Context tightened the narrative: this was a Belgian Pro League Round 9 return match in a Championship Group where every point alters the run-in. Gent’s immediate form included a 1-1 draw at Sint-Truiden in their last outing, with Wilfried Kanga on the scoresheet, while Union’s previous away league game had been a heavy 5-0 defeat to Club Brugge at Jan Breydel Stadion. Those results sat uneasily next to Union’s longer run of positive results and their unbeaten record against Gent.

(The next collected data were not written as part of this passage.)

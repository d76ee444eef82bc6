/// Log the error in a `Result` the caller has no way to act on.
macro_rules! trace_catch {
    ($val:expr, $($rest:tt)*) => {
        if let Err(ref e) = $val {
            ::tracing::error!(error = %e, $($rest)*);
        }
    };
}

The tension was obvious. Union’s recent dominance in the head-to-head — no defeats in ten meetings — conflicted with a damaging 5-0 that exposed vulnerabilities away from home. Gent’s numbers, meanwhile, painted a team that struggles to convert possession and chances into goals: low shot and goal averages and a modest corners return despite marching a reliable scorer in Kanga. The two styles and recent forms created an unanswered crossroad heading into the final rounds.
With two matches remaining in the Championship Group and Club Brugge holding a four-point cushion, the decisive question is sharpened: can David Hubert’s Union overturn that gap in the closing fixtures, or will Gent’s home role and Union’s vulnerabilities alter the title race? That is what will decide the immediate consequence of Thursday’s meeting at Planet Group Arena.